Toxicity in Multilingual Machine Translation at Scale
Marta R. Costa-jussà, Eric Smith, Christophe Ropers, Daniel Licht, Jean Maillard, Javier Ferrando, Carlos Escolano
TL;DR
The paper tackles added toxicity as a critical error in multilingual MT at scale by combining a toxicity-detection tool, the HolisticBias dataset, and the alti+ interpretability method to analyze 164 language directions. It demonstrates that added toxicity ranges from 0% to 5%, is more prevalent in low-resource languages, and is often linked to descriptor terms via the source, though hallucination also contributes.
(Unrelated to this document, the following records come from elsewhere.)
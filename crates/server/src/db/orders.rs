//! Database operations for orders.

use std::collections::HashMap;

use chrono::{DateTime, Utc};
use rust_decimal::Decimal;
use sqlx::PgPool;

use tindahan_core::{
    OrderId, OrderItemId, OrderStatus, PaymentStatus, ProductId, UserId, VoucherRequestStatus,
    VoucherType,
};

use super::{RepositoryError, parse_db_enum};
use crate::models::order::{Order, OrderItem, OrderItemDetail, OrderWithDetails};
use crate::models::voucher::VoucherSummary;

// =============================================================================
// Internal Row Types
// =============================================================================

#[derive(Debug, sqlx::FromRow)]
struct OrderRow {
    id: i32,
    user_id: i32,
    grand_total: Decimal,
    status: String,
    payment_method: String,
    payment_status: String,
    currency: String,
    shipping_amount: Decimal,
    shipping_method: Option<String>,
    phone: Option<String>,
    location: Option<String>,
    notes: Option<String>,
    archived: bool,
    voucher_code: Option<String>,
    created_at: DateTime<Utc>,
    updated_at: DateTime<Utc>,
    user_name: String,
}

impl OrderRow {
    fn into_order(self) -> Result<(Order, String), RepositoryError> {
        let status: OrderStatus = parse_db_enum(&self.status, "orders.status")?;
        let payment_status: PaymentStatus =
            parse_db_enum(&self.payment_status, "orders.payment_status")?;
        let order = Order {
            id: OrderId::new(self.id),
            user_id: UserId::new(self.user_id),
            grand_total: self.grand_total,
            status,
            payment_method: self.payment_method,
            payment_status,
            currency: self.currency,
            shipping_amount: self.shipping_amount,
            shipping_method: self.shipping_method,
            phone: self.phone,
            location: self.location,
            notes: self.notes,
            archived: self.archived,
            voucher_code: self.voucher_code,
            created_at: self.created_at,
            updated_at: self.updated_at,
        };
        Ok((order, self.user_name))
    }
}

#[derive(Debug, sqlx::FromRow)]
struct OrderItemRow {
    id: i32,
    order_id: i32,
    product_id: i32,
    quantity: i32,
    unit_amount: Decimal,
    total_amount: Decimal,
    product_name: String,
}

impl From<OrderItemRow> for OrderItemDetail {
    fn from(row: OrderItemRow) -> Self {
        Self {
            item: OrderItem {
                id: OrderItemId::new(row.id),
                order_id: OrderId::new(row.order_id),
                product_id: ProductId::new(row.product_id),
                quantity: row.quantity,
                unit_amount: row.unit_amount,
                total_amount: row.total_amount,
            },
            product_name: row.product_name,
        }
    }
}

#[derive(Debug, sqlx::FromRow)]
struct VoucherSummaryRow {
    order_id: i32,
    code: String,
    voucher_type: String,
    discount_amount: Decimal,
    status: String,
}

impl VoucherSummaryRow {
    fn into_summary(self) -> Result<(OrderId, VoucherSummary), RepositoryError> {
        let voucher_type: VoucherType =
            parse_db_enum(&self.voucher_type, "vouchers.voucher_type")?;
        let status: VoucherRequestStatus = parse_db_enum(&self.status, "voucher_requests.status")?;
        Ok((
            OrderId::new(self.order_id),
            VoucherSummary {
                code: self.code,
                voucher_type,
                discount_amount: self.discount_amount,
                status,
            },
        ))
    }
}

const ORDER_COLUMNS: &str =
    "o.id, o.user_id, o.grand_total, o.status, o.payment_method, o.payment_status, \
     o.currency, o.shipping_amount, o.shipping_method, o.phone, o.location, o.notes, \
     o.archived, o.voucher_code, o.created_at, o.updated_at, u.name AS user_name";

const ITEM_COLUMNS: &str =
    "oi.id, oi.order_id, oi.product_id, oi.quantity, oi.unit_amount, oi.total_amount, \
     p.name AS product_name";

// =============================================================================
// Repository
// =============================================================================

/// Repository for order database operations.
pub struct OrderRepository<'a> {
    pool: &'a PgPool,
}

impl<'a> OrderRepository<'a> {
    /// Create a new order repository.
    #[must_use]
    pub const fn new(pool: &'a PgPool) -> Self {
        Self { pool }
    }

    /// List orders with buyer name, items, and voucher, newest first.
    ///
    /// `archived` selects the archived view; `false` is the active view.
    ///
    /// # Errors
    ///
    /// Returns `RepositoryError::Database` if a query fails, or
    /// `RepositoryError::DataCorruption` if a stored status won't parse.
    pub async fn list(&self, archived: bool) -> Result<Vec<OrderWithDetails>, RepositoryError> {
        let sql = format!(
            "SELECT {ORDER_COLUMNS}
             FROM orders o
             JOIN users u ON u.id = o.user_id
             WHERE o.archived = $1
             ORDER BY o.created_at DESC"
        );
        let rows = sqlx::query_as::<_, OrderRow>(&sql)
            .bind(archived)
            .fetch_all(self.pool)
            .await?;

        self.assemble(rows).await
    }

    /// The `n` most recent orders across both views (dashboard feed).
    ///
    /// # Errors
    ///
    /// Returns `RepositoryError::Database` if a query fails, or
    /// `RepositoryError::DataCorruption` if a stored status won't parse.
    pub async fn latest(&self, n: i64) -> Result<Vec<OrderWithDetails>, RepositoryError> {
        let sql = format!(
            "SELECT {ORDER_COLUMNS}
             FROM orders o
             JOIN users u ON u.id = o.user_id
             ORDER BY o.created_at DESC
             LIMIT $1"
        );
        let rows = sqlx::query_as::<_, OrderRow>(&sql)
            .bind(n)
            .fetch_all(self.pool)
            .await?;

        self.assemble(rows).await
    }

    /// Get a single order with items, buyer, and voucher.
    ///
    /// # Errors
    ///
    /// Returns `RepositoryError::Database` if a query fails, or
    /// `RepositoryError::DataCorruption` if a stored status won't parse.
    pub async fn get_with_details(
        &self,
        id: OrderId,
    ) -> Result<Option<OrderWithDetails>, RepositoryError> {
        let sql = format!(
            "SELECT {ORDER_COLUMNS}
             FROM orders o
             JOIN users u ON u.id = o.user_id
             WHERE o.id = $1"
        );
        let row = sqlx::query_as::<_, OrderRow>(&sql)
            .bind(id)
            .fetch_optional(self.pool)
            .await?;

        let Some(row) = row else {
            return Ok(None);
        };
        let mut orders = self.assemble(vec![row]).await?;
        Ok(orders.pop())
    }

    /// Transition an order's lifecycle status.
    ///
    /// # Errors
    ///
    /// Returns `RepositoryError::NotFound` if the order doesn't exist and
    /// `RepositoryError::Conflict` if the transition isn't allowed.
    pub async fn update_status(
        &self,
        id: OrderId,
        target: OrderStatus,
    ) -> Result<(), RepositoryError> {
        let mut tx = self.pool.begin().await?;

        let row: Option<(String,)> =
            sqlx::query_as("SELECT status FROM orders WHERE id = $1 FOR UPDATE")
                .bind(id)
                .fetch_optional(&mut *tx)
                .await?;
        let (current,) = row.ok_or(RepositoryError::NotFound)?;
        let current: OrderStatus = parse_db_enum(&current, "orders.status")?;

        if !current.can_transition_to(target) {
            return Err(RepositoryError::Conflict(format!(
                "Cannot move order from {current} to {target}"
            )));
        }

        sqlx::query("UPDATE orders SET status = $2, updated_at = NOW() WHERE id = $1")
            .bind(id)
            .bind(target.to_string())
            .execute(&mut *tx)
            .await?;

        tx.commit().await?;
        Ok(())
    }

    /// Mark an order delivered, paid, and archived in one step.
    ///
    /// Vouchers and stock are untouched; the goods already shipped.
    ///
    /// # Errors
    ///
    /// Returns `RepositoryError::NotFound` if the order doesn't exist and
    /// `RepositoryError::Conflict` if it was canceled.
    pub async fn mark_completed(&self, id: OrderId) -> Result<(), RepositoryError> {
        let mut tx = self.pool.begin().await?;

        let row: Option<(String,)> =
            sqlx::query_as("SELECT status FROM orders WHERE id = $1 FOR UPDATE")
                .bind(id)
                .fetch_optional(&mut *tx)
                .await?;
        let (current,) = row.ok_or(RepositoryError::NotFound)?;
        let current: OrderStatus = parse_db_enum(&current, "orders.status")?;

        if current == OrderStatus::Canceled {
            return Err(RepositoryError::Conflict(
                "Cannot complete a canceled order".to_string(),
            ));
        }

        sqlx::query(
            "UPDATE orders
             SET status = $2, payment_status = $3, archived = true, updated_at = NOW()
             WHERE id = $1",
        )
        .bind(id)
        .bind(OrderStatus::Delivered.to_string())
        .bind(PaymentStatus::Paid.to_string())
        .execute(&mut *tx)
        .await?;

        tx.commit().await?;
        Ok(())
    }

    /// Pull an archived order back, restoring its stock.
    ///
    /// Each line's quantity is added back to its product, the order is
    /// canceled, and the payment is marked failed. Only an archived order is
    /// eligible, so the stock restore cannot run twice for one order.
    ///
    /// # Errors
    ///
    /// Returns `RepositoryError::NotFound` if the order doesn't exist and
    /// `RepositoryError::Conflict` if it isn't archived.
    pub async fn unarchive(&self, id: OrderId) -> Result<(), RepositoryError> {
        let mut tx = self.pool.begin().await?;

        let row: Option<(bool,)> =
            sqlx::query_as("SELECT archived FROM orders WHERE id = $1 FOR UPDATE")
                .bind(id)
                .fetch_optional(&mut *tx)
                .await?;
        let (archived,) = row.ok_or(RepositoryError::NotFound)?;

        if !archived {
            return Err(RepositoryError::Conflict(
                "Order is not archived".to_string(),
            ));
        }

        sqlx::query(
            "UPDATE products p
             SET quantity = p.quantity + oi.quantity,
                 in_stock = true,
                 updated_at = NOW()
             FROM order_items oi
             WHERE oi.order_id = $1 AND oi.product_id = p.id",
        )
        .bind(id)
        .execute(&mut *tx)
        .await?;

        sqlx::query(
            "UPDATE orders
             SET archived = false, status = $2, payment_status = $3, updated_at = NOW()
             WHERE id = $1",
        )
        .bind(id)
        .bind(OrderStatus::Canceled.to_string())
        .bind(PaymentStatus::Failed.to_string())
        .execute(&mut *tx)
        .await?;

        tx.commit().await?;
        Ok(())
    }

    /// Count all orders (dashboard stat).
    ///
    /// # Errors
    ///
    /// Returns `RepositoryError::Database` if the query fails.
    pub async fn count(&self) -> Result<i64, RepositoryError> {
        let (count,): (i64,) = sqlx::query_as("SELECT COUNT(*) FROM orders")
            .fetch_one(self.pool)
            .await?;
        Ok(count)
    }

    /// Sum of grand totals over paid orders (dashboard stat).
    ///
    /// # Errors
    ///
    /// Returns `RepositoryError::Database` if the query fails.
    pub async fn total_revenue(&self) -> Result<Decimal, RepositoryError> {
        let (total,): (Decimal,) = sqlx::query_as(
            "SELECT COALESCE(SUM(grand_total), 0) FROM orders WHERE payment_status = 'paid'",
        )
        .fetch_one(self.pool)
        .await?;
        Ok(total)
    }

    /// Attach items and voucher summaries to a batch of order rows.
    async fn assemble(
        &self,
        rows: Vec<OrderRow>,
    ) -> Result<Vec<OrderWithDetails>, RepositoryError> {
        let ids: Vec<i32> = rows.iter().map(|r| r.id).collect();

        let item_sql = format!(
            "SELECT {ITEM_COLUMNS}
             FROM order_items oi
             JOIN products p ON p.id = oi.product_id
             WHERE oi.order_id = ANY($1)
             ORDER BY oi.id"
        );
        let item_rows = sqlx::query_as::<_, OrderItemRow>(&item_sql)
            .bind(&ids)
            .fetch_all(self.pool)
            .await?;

        let mut items_by_order: HashMap<i32, Vec<OrderItemDetail>> = HashMap::new();
        for item in item_rows {
            items_by_order
                .entry(item.order_id)
                .or_default()
                .push(item.into());
        }

        let voucher_rows = sqlx::query_as::<_, VoucherSummaryRow>(
            "SELECT vr.order_id, v.code, v.voucher_type, v.discount_amount, vr.status
             FROM voucher_requests vr
             JOIN vouchers v ON v.id = vr.voucher_id
             WHERE vr.order_id = ANY($1)",
        )
        .bind(&ids)
        .fetch_all(self.pool)
        .await?;

        let mut vouchers_by_order: HashMap<OrderId, VoucherSummary> = HashMap::new();
        for row in voucher_rows {
            let (order_id, summary) = row.into_summary()?;
            vouchers_by_order.insert(order_id, summary);
        }

        rows.into_iter()
            .map(|row| {
                let (order, user_name) = row.into_order()?;
                let items = items_by_order.remove(&order.id.as_i32()).unwrap_or_default();
                let voucher = vouchers_by_order.remove(&order.id);
                Ok(OrderWithDetails {
                    order,
                    user_name,
                    items,
                    voucher,
                })
            })
            .collect()
    }
}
Through coarse and fine-grained analyses plus targeted human evaluation, it attributes toxicity to mistranslation and hallucination and shows that robustness and source contributions jointly modulate risk. The study offers practical mitigation strategies—data curation, hallucination reduction, and unstable-translation checks—and provides a framework for explainable toxicity in MT at scale, with code and data available on GitHub.
Abstract
Machine Translation systems can produce different types of errors, some of which are characterized as critical or catastrophic due to the specific negative impact that they can have on users. In this paper we focus on one type of critical error: added toxicity. We evaluate and analyze added toxicity when translating a large evaluation dataset (HOLISTICBIAS, over 472k sentences, covering 13 demographic axes) from English into 164 languages. An automatic toxicity evaluation shows that added toxicity across languages varies from 0% to 5%. The output languages with the most added toxicity tend to be low-resource ones, and the demographic axes with the most added toxicity include sexual orientation, gender and sex, and ability. We also perform human evaluation on a subset of 8 translation directions, confirming the prevalence of true added toxicity. We use a measurement of the amount of source contribution to the translation, where a low source contribution implies hallucination, to interpret what causes toxicity. Making use of the input attributions allows us to explain toxicity, because the source contributions significantly correlate with toxicity for 84% of languages studied. Given our findings, our recommendations to reduce added toxicity are to curate training data to avoid mistranslations, mitigate hallucination and check unstable translations.